Betsson Group posted a “strong quarter in all areas” with the organisation seeing no significant disruption to business in the midst of the current global crises, and no improvement in its operating strategy deemed necessary.
Withdrawing any long-term financial estimates, the company claims that “continuous consolidation seen among gambling firms is likely to be accelerated,” coupled with current changes from offline to online, would increase its organic growth and strategic acquisition opportunities.
President and CEO Betsson Pontus Lindwall, explained: “Looking ahead, when the situation has normalised, I am confident we will come out of this extraordinary situation even stronger, benefiting from our sustainable growth strategy.
“The offline to online transition is likely to be accelerated globally as a result of the covid-19 pandemic, creating consolidation opportunities for strong businesses. Our successful strategy continues, I am proud of this quarter’s performance and look forward to the future with confidence.”
Lauding a “milestone” first pure sportsbook customer and new casino innovations, Betsson saw sales reach SEK 1.41bn during the quarter (2019: 1.33bn), an rise of 7% due to growth of its CEECA and the majority of the world’s reporting segments.

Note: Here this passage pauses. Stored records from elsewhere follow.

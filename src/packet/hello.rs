//
// Copyright (c) The Holo Core Contributors
//
// SPDX-License-Identifier: MIT
//

use std::net::Ipv4Addr;

use bitflags::bitflags;
use bytes::{Buf, BufMut, Bytes, BytesMut};

use crate::packet::codec::{
    DecodeError, DecodeResult, PacketHdr, PacketType, finish_packet, get_ipv4,
    put_ipv4,
};

bitflags! {
    /// OSPF Options field (§4.1). Only the External routing capability
    /// bit is meaningful here — this profile has no stub areas, no
    /// multicast extensions, and no opaque LSAs — but the field is kept
    /// bit-exact on the wire for compatibility with real OSPFv2 captures.
    #[derive(Clone, Copy, Debug, Default, Eq, PartialEq)]
    pub struct Options: u8 {
        const E = 0x02;
    }
}

/// OSPF Hello packet (§4.1): common header followed by the fields below.
/// The `designated_router`/`backup_router`/`neighbor` fields are carried
/// on the wire for byte-compatibility but are always zero in this
/// profile — there is no DR/BDR election and no multi-neighbor Hello list
/// (single-slot simplification, §2 Non-goals).
///
/// Encoding format (packet body):
///
///  0                   1                   2                   3
///  0 1 2 3 4 5 6 7 8 9 0 1 2 3 4 5 6 7 8 9 0 1 2 3 4 5 6 7 8 9 0 1
/// +-+-+-+-+-+-+-+-+-+-+-+-+-+-+-+-+-+-+-+-+-+-+-+-+-+-+-+-+-+-+-+-+
/// |                        Network Mask                           |
/// +-+-+-+-+-+-+-+-+-+-+-+-+-+-+-+-+-+-+-+-+-+-+-+-+-+-+-+-+-+-+-+-+
/// |         HelloInterval         |    Options    |    Rtr Pri    |
/// +-+-+-+-+-+-+-+-+-+-+-+-+-+-+-+-+-+-+-+-+-+-+-+-+-+-+-+-+-+-+-+-+
/// |                     RouterDeadInterval                        |
/// +-+-+-+-+-+-+-+-+-+-+-+-+-+-+-+-+-+-+-+-+-+-+-+-+-+-+-+-+-+-+-+-+
/// |                      Designated Router                        |
/// +-+-+-+-+-+-+-+-+-+-+-+-+-+-+-+-+-+-+-+-+-+-+-+-+-+-+-+-+-+-+-+-+
/// |                   Backup Designated Router                    |
/// +-+-+-+-+-+-+-+-+-+-+-+-+-+-+-+-+-+-+-+-+-+-+-+-+-+-+-+-+-+-+-+-+
/// |                          Neighbor                             |
/// +-+-+-+-+-+-+-+-+-+-+-+-+-+-+-+-+-+-+-+-+-+-+-+-+-+-+-+-+-+-+-+-+
#[derive(Clone, Debug, Eq, PartialEq)]
pub struct Hello {
    pub hdr: PacketHdr,
    pub network_mask: Ipv4Addr,
    pub hello_interval: u16,
    pub options: Options,
    pub priority: u8,
    pub dead_interval: u32,
}

impl Hello {
    pub const BODY_LENGTH: u16 = 24;

    pub fn generate(
        router_id: u32,
        area_id: u32,
        network_mask: Ipv4Addr,
        hello_interval: u16,
        dead_interval: u32,
    ) -> Hello {
        Hello {
            hdr: PacketHdr {
                pkt_type: PacketType::Hello,
                length: PacketHdr::LENGTH + Self::BODY_LENGTH,
                router_id,
                area_id,
            },
            network_mask,
            hello_interval,
            options: Options::E,
            priority: 0,
            dead_interval,
        }
    }

    pub fn decode(buf: &mut Bytes) -> DecodeResult<Hello> {
        let hdr = PacketHdr::decode(buf)?;
        if buf.remaining() < Self::BODY_LENGTH as usize {
            return Err(DecodeError::IncompletePacket);
        }

        let network_mask = get_ipv4(buf);
        let hello_interval = buf.get_u16();
        // Ignore unknown options.
        let options = Options::from_bits_truncate(buf.get_u8());
        let priority = buf.get_u8();
        let dead_interval = buf.get_u32();
        // Designated Router, Backup Designated Router, Neighbor: ignored on
        // receipt, always zero on the wire (§4.1).
        let _dr = buf.get_u32();
        let _bdr = buf.get_u32();
        let _nbr = buf.get_u32();

        Ok(Hello {
            hdr,
            network_mask,
            hello_interval,
            options,
            priority,
            dead_interval,
        })
    }

    pub fn encode(&self) -> Bytes {
        let mut buf = BytesMut::with_capacity(self.hdr.length as usize);
        self.hdr.encode(&mut buf);
        put_ipv4(&mut buf, self.network_mask);
        buf.put_u16(self.hello_interval);
        buf.put_u8(self.options.bits());
        buf.put_u8(self.priority);
        buf.put_u32(self.dead_interval);
        buf.put_u32(0);
        buf.put_u32(0);
        buf.put_u32(0);
        finish_packet(&mut buf)
    }
}

#[cfg(test)]
mod tests {
    use super::*;

    #[test]
    fn hello_round_trip() {
        let hello = Hello::generate(
            0xc0a80101,
            0,
            Ipv4Addr::new(255, 255, 255, 0),
            5,
            20,
        );
        let encoded = hello.encode();
        let mut buf = encoded.clone();
        let decoded = Hello::decode(&mut buf).unwrap();
        assert_eq!(hello, decoded);

        // Re-encoding must be byte-for-byte identical after zeroing the
        // checksum field (§8 round-trip property).
        let re_encoded = decoded.encode();
        let mut a = BytesMut::from(&encoded[..]);
        let mut b = BytesMut::from(&re_encoded[..]);
        a[PacketHdr::CKSUM_RANGE].copy_from_slice(&[0, 0]);
        b[PacketHdr::CKSUM_RANGE].copy_from_slice(&[0, 0]);
        assert_eq!(a, b);
    }
}
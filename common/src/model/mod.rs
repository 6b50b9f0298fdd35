pub mod row;
pub mod ticket;
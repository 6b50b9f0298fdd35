use crate::job_controller::state::JobsState;
use crate::sheet::MAX_ROWS;
use actix_web::{web, HttpResponse, Responder};
use common::requests::SheetEditRequest;

/// Queues an edit for the sync worker and returns its job id.
///
/// - `200 OK` with `{"job_id": ...}` once the edit is queued.
/// - `400 Bad Request` for row 0 or a row past `MAX_ROWS`.
/// - `503 Service Unavailable` when the sync worker is not running.
pub(crate) async fn process(
    state: web::Data<JobsState>,
    payload: web::Json<SheetEditRequest>,
) -> impl Responder {
    let request = payload.into_inner();
    if request.row == 0 {
        return HttpResponse::BadRequest().body("Rows are numbered from 1");
    }
    if request.row > MAX_ROWS {
        return HttpResponse::BadRequest()
            .body(format!("Row {} is past the last row ({})", request.row, MAX_ROWS));
    }
    match state.enqueue(request).await {
        Ok(job_id) => HttpResponse::Ok().json(serde_json::json!({ "job_id": job_id })),
        Err(err) => HttpResponse::ServiceUnavailable().body(err),
    }
}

Net income stayed stable year-on-year at 229.6 m SEK, the EBITDA jumped two percent to 352.9 m SEK (2018: 345.8 m SEK) and the gross profit rose five percent from 899.1 m SEK to 943.9 m SEK. The number of active clients dropped one per cent to 680,938.
Casino income was marginally higher than SEK 1bn in the same period last year, representing 72 percent of overall company income (2019: 76 percent). Mobile casino revenue was SEK 674.8 m (2018: SEK 664.6 m) and accounted for 67 percent of overall casino revenue (2019: 66 per cent).
In the first quarter, sportsbook revenue stood at SEK 384.9 m (2018: 297.8 m), an rise of 29%, and reflects 27% (2019: 22%) of company sales.
Lindwall remarked: “Betsson has the ambition to grow faster than the market, organically and via acquisitions. This quarter, we acquired an online gambling B2C business which is included in our books from mid-April and is expected to contribute positively to our earnings from day one. We see strong interest in our products which are being continually optimised to create a compelling choice of entertainment and UX for the consumers.”
Adding: “I am impressed with how well the company has adopted to the current global challenge. We are performing surprisingly well with no major disruption to the business and we see no need to make any changes to our strategy or the way we operate. We will continue investing in our technology and product portfolio and will launch new products and features as planned.”